Top of Provided material

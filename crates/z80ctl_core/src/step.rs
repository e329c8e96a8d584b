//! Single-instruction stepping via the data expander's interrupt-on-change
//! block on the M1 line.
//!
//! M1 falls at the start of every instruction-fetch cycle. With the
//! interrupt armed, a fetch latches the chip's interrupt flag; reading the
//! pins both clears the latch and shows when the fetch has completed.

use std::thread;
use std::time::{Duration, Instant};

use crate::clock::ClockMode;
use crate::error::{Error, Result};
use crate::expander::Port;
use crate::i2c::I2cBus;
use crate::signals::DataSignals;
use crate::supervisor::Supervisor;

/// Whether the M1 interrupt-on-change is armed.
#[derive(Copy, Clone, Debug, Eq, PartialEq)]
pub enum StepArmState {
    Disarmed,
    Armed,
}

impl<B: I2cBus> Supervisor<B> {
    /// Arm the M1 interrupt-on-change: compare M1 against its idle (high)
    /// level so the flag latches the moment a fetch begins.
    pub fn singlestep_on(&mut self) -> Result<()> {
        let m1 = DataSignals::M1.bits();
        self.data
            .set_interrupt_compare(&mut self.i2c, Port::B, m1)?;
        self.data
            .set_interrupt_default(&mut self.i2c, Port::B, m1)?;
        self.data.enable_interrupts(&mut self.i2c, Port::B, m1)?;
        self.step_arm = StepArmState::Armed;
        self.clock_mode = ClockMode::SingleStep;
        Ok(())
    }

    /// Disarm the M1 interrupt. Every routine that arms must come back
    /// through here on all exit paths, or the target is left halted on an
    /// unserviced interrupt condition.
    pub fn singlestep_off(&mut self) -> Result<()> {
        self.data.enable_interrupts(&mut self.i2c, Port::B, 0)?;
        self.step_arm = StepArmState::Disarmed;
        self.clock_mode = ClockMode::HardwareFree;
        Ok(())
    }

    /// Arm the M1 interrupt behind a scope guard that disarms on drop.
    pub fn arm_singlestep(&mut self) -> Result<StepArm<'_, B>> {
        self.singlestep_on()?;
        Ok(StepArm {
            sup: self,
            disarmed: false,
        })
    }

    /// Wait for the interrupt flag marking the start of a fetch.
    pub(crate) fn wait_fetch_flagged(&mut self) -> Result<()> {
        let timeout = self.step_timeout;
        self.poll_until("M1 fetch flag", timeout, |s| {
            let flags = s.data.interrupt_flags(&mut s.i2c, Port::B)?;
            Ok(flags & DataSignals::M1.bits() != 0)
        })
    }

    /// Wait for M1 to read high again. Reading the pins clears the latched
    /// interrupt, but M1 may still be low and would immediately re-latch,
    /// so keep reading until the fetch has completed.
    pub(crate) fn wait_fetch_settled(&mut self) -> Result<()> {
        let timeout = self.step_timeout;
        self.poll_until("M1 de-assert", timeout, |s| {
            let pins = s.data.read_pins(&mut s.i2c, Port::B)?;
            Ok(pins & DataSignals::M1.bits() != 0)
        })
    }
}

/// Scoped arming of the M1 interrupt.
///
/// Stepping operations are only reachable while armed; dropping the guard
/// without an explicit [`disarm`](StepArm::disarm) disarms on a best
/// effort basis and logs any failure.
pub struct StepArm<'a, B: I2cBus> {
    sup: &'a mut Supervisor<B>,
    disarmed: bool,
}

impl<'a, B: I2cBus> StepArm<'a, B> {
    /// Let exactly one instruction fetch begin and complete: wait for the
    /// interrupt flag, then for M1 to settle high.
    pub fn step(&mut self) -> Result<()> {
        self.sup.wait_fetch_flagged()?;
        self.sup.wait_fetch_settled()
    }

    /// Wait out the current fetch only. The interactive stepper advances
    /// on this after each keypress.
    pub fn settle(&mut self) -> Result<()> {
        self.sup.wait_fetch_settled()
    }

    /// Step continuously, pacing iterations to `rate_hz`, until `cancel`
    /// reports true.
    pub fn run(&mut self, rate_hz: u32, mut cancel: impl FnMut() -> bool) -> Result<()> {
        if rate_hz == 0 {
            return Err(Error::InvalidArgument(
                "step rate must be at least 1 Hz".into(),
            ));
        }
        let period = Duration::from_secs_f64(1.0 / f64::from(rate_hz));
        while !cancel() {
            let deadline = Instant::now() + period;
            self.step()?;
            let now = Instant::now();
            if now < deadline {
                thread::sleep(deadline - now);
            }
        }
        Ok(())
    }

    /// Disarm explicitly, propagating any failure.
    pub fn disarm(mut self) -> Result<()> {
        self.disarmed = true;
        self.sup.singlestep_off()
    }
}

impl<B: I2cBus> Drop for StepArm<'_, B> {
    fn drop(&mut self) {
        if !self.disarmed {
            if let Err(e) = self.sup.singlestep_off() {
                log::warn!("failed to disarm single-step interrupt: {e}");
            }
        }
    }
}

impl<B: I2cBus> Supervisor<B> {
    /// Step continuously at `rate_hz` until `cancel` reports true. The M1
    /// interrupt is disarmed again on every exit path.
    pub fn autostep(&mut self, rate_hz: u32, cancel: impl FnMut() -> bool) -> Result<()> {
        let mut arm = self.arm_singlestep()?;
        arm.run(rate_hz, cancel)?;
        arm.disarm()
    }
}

Bottom of Provided material

=== What to work on ===
Go to the line with "self.singlestep_on()?;" in the entries above and repeat every line from there through the line with "clears the latched", exactly and with no other text.

=== Written answer ===
        self.singlestep_on()?;
        Ok(StepArm {
            sup: self,
            disarmed: false,
        })
    }

    /// Wait for the interrupt flag marking the start of a fetch.
    pub(crate) fn wait_fetch_flagged(&mut self) -> Result<()> {
        let timeout = self.step_timeout;
        self.poll_until("M1 fetch flag", timeout, |s| {
            let flags = s.data.interrupt_flags(&mut s.i2c, Port::B)?;
            Ok(flags & DataSignals::M1.bits() != 0)
        })
    }

    /// Wait for M1 to read high again. Reading the pins clears the latched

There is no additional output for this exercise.